This year, 133 new arts and culture organisations across Scotland which receive multi-year funding from Creative Scotland or revenue funding from the City of Edinburgh Council’s Culture Service will join the existing 130 organisations which reported their environmental data last year.

Environmental reporting is not just about calculating figures or completing a survey. At its best, it can be one of the most useful strategic tools for organisations to help understand and quantify their impact, clarify risk, identify opportunity and plan more confidently for the future.
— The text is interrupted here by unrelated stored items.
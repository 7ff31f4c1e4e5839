//! Database integration tests.
//!
//! These tests require a running `PostgreSQL` instance and share one
//! database, so run them serially:
//! `cargo test --test db_integration -- --ignored --test-threads=1`
//!
//! Environment variables:
//!   `TEST_DB_HOST` (default: localhost)
//!   `TEST_DB_PORT` (default: 5433)
//!   `TEST_DB_USER` (default: `kyc_test`)
//!   `TEST_DB_PASSWORD` (default: `kyc_test`)
//!   `TEST_DB_NAME` (default: `kyc_test`)

#![allow(clippy::unwrap_used, clippy::expect_used)]

use std::sync::Arc;

use chrono::{Duration, Utc};
use kyc_db::{
    entities::{
        kyc_document::{self, AvStatus, DocType},
        kyc_submission::{self, SubmissionStatus},
        user::{self, KycStatus},
    },
    repositories::{KycDocumentRepository, KycSubmissionRepository, UserRepository},
    test_utils::{TestDatabase, TestDbConfig},
};
use sea_orm::{ActiveModelTrait, DatabaseConnection, EntityTrait, IntoActiveModel};

async fn setup() -> Arc<DatabaseConnection> {
    let db = TestDatabase::new().await.expect("Failed to connect");
    db.cleanup().await.expect("Failed to clean up");
    Arc::new(db.conn)
}

async fn insert_user(db: &DatabaseConnection, id: &str, token: &str) {
    let model = user::Model {
        id: id.to_string(),
        username: id.to_string(),
        token: Some(token.to_string()),
        is_admin: false,
        is_moderator: false,
        kyc_status: KycStatus::Pending,
        kyc_verified_at: None,
        created_at: Utc::now().into(),
        updated_at: None,
    };
    user::Entity::insert(model.into_active_model().reset_all())
        .exec_without_returning(db)
        .await
        .unwrap();
}

async fn insert_submission(
    db: &DatabaseConnection,
    id: &str,
    status: SubmissionStatus,
    purge_after: Option<Duration>,
) {
    let model = kyc_submission::Model {
        id: id.to_string(),
        user_id: "user1".to_string(),
        status,
        submitted_at: Utc::now().into(),
        reviewed_at: None,
        reviewer_id: None,
        reviewer_note: None,
        purge_after: purge_after.map(|offset| (Utc::now() + offset).into()),
    };
    kyc_submission::Entity::insert(model.into_active_model().reset_all())
        .exec_without_returning(db)
        .await
        .unwrap();
}

async fn insert_document(db: &DatabaseConnection, id: &str, submission_id: &str, age: Duration) {
    let model = kyc_document::Model {
        id: id.to_string(),
        submission_id: submission_id.to_string(),
        user_id: "user1".to_string(),
        doc_type: DocType::IdFront,
        original_name: "front.jpg".to_string(),
        declared_mime: "image/jpeg".to_string(),
        detected_mime: "image/jpeg".to_string(),
        size: 10,
        disk: "local".to_string(),
        path: format!("kyc/user1/{submission_id}/{id}.jpg"),
        av_status: AvStatus::Pending,
        av_scanned_at: None,
        av_message: None,
        created_at: (Utc::now() - age).into(),
    };
    kyc_document::Entity::insert(model.into_active_model().reset_all())
        .exec_without_returning(db)
        .await
        .unwrap();
}

#[test]
fn test_config_from_env() {
    let config = TestDbConfig::default();
    assert!(!config.host.is_empty());
    assert!(config.port > 0);
    assert!(config.database_url().starts_with("postgres://"));
}

#[tokio::test]
#[ignore = "requires running PostgreSQL instance"]
async fn test_find_by_token() {
    let db = setup().await;
    insert_user(&db, "user1", "secret").await;

    let repo = UserRepository::new(db);
    let found = repo.find_by_token("secret").await.unwrap();
    assert_eq!(found.map(|u| u.id), Some("user1".to_string()));
    assert!(repo.find_by_token("other").await.unwrap().is_none());
}

#[tokio::test]
#[ignore = "requires running PostgreSQL instance"]
async fn test_purgeable_requires_expiry_and_documents() {
    let db = setup().await;
    insert_user(&db, "user1", "secret").await;
    insert_submission(&db, "sub1", SubmissionStatus::Approved, Some(-Duration::days(1))).await;
    insert_submission(&db, "sub2", SubmissionStatus::Rejected, Some(Duration::days(1))).await;
    insert_submission(&db, "sub3", SubmissionStatus::Approved, Some(-Duration::days(2))).await;
    insert_submission(&db, "sub4", SubmissionStatus::Pending, None).await;
    insert_document(&db, "doc1", "sub1", Duration::zero()).await;
    insert_document(&db, "doc2", "sub2", Duration::zero()).await;
    insert_document(&db, "doc4", "sub4", Duration::zero()).await;

    let repo = KycSubmissionRepository::new(db);
    let purgeable = repo.find_purgeable(Utc::now(), None, 10).await.unwrap();

    let ids: Vec<_> = purgeable.into_iter().map(|s| s.id).collect();
    assert_eq!(ids, vec!["sub1".to_string()]);
}

#[tokio::test]
#[ignore = "requires running PostgreSQL instance"]
async fn test_purgeable_keyset_pagination() {
    let db = setup().await;
    insert_user(&db, "user1", "secret").await;
    for id in ["sub_a", "sub_b"] {
        insert_submission(&db, id, SubmissionStatus::Approved, Some(-Duration::days(1))).await;
        insert_document(&db, &format!("{id}_doc"), id, Duration::zero()).await;
    }

    let repo = KycSubmissionRepository::new(db);
    let first = repo.find_purgeable(Utc::now(), None, 1).await.unwrap();
    assert_eq!(first[0].id, "sub_a");

    let second = repo
        .find_purgeable(Utc::now(), Some(&first[0].id), 1)
        .await
        .unwrap();
    assert_eq!(second[0].id, "sub_b");

    let rest = repo
        .find_purgeable(Utc::now(), Some(&second[0].id), 1)
        .await
        .unwrap();
    assert!(rest.is_empty());
}

#[tokio::test]
#[ignore = "requires running PostgreSQL instance"]
async fn test_stale_pending_documents() {
    let db = setup().await;
    insert_user(&db, "user1", "secret").await;
    insert_submission(&db, "sub1", SubmissionStatus::Pending, None).await;
    insert_document(&db, "old", "sub1", Duration::hours(3)).await;
    insert_document(&db, "new", "sub1", Duration::zero()).await;

    let repo = KycDocumentRepository::new(db);
    let stale = repo
        .find_stale_pending(Utc::now() - Duration::hours(1), 10)
        .await
        .unwrap();

    assert_eq!(stale.len(), 1);
    assert_eq!(stale[0].id, "old");
}

#[tokio::test]
#[ignore = "requires running PostgreSQL instance"]
async fn test_deleting_submission_cascades_to_documents() {
    let db = setup().await;
    insert_user(&db, "user1", "secret").await;
    insert_submission(&db, "sub1", SubmissionStatus::Withdrawn, None).await;
    insert_document(&db, "doc1", "sub1", Duration::zero()).await;

    kyc_submission::Entity::delete_by_id("sub1")
        .exec(db.as_ref())
        .await
        .unwrap();

    let docs = KycDocumentRepository::new(db).find_by_submission("sub1").await.unwrap();
    assert!(docs.is_empty());
}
In April 2026, Culture for Climate Scotland will open the environmental reporting survey for the 263 organisations to report on their emissions, carbon management plans, adaptation plans, climate justice, influence, circular economy and biodiversity. This article is not about how to fill in the survey – see our ‘guidance for reporting organisations’ for this information – it’s about what organisations can do with the results. The numbers are not the end of the process, they are the beginning.

Your first year of data is your starting point

If your organisation is reporting for the first time this year, this will be your baseline year. The first year of data is important because it serves as the benchmark for your future reports and reduction targets. However, we recognise that for many organisations this first report may involve estimates where full-year data is not available. Establishing this foundation – even if it is refined in future years – allows you to begin identifying your impact and understanding what your results are telling you.

Where is your carbon coming from?

When you look at your data, the first thing is to ask is, ‘where are most of our carbon emissions coming from?’. If your biggest CO2e figures are from energy, this usually indicates most of your emissions are coming from your building. Consider how is it heated, how old it is and whether you have any control over your energy contract. On the other hand, if travel is your largest emissions category, this could refer to how your staff move around, how your productions tour and the distance your rental vehicles travel, for example.

For organisations which have been reporting for several years, it may be worth asking if your baseline year is a fair reflection of how you normally operate. For example, if your first report was during the pandemic – when buildings were closed and nobody was travelling – it might not reflect your typical carbon profile. That does not invalidate it but it does change how you interpret progress.

The year two problem

Something that a lot of organisations feel (but rarely say out loud) is that they submit their first report and it feels very meaningful, but then find that the figures from their second year report are disappointingly similar to the previous year. They’re not sure whether they making progress. They wonder if they should be doing more but aren’t quite sure what ‘more’ looks like.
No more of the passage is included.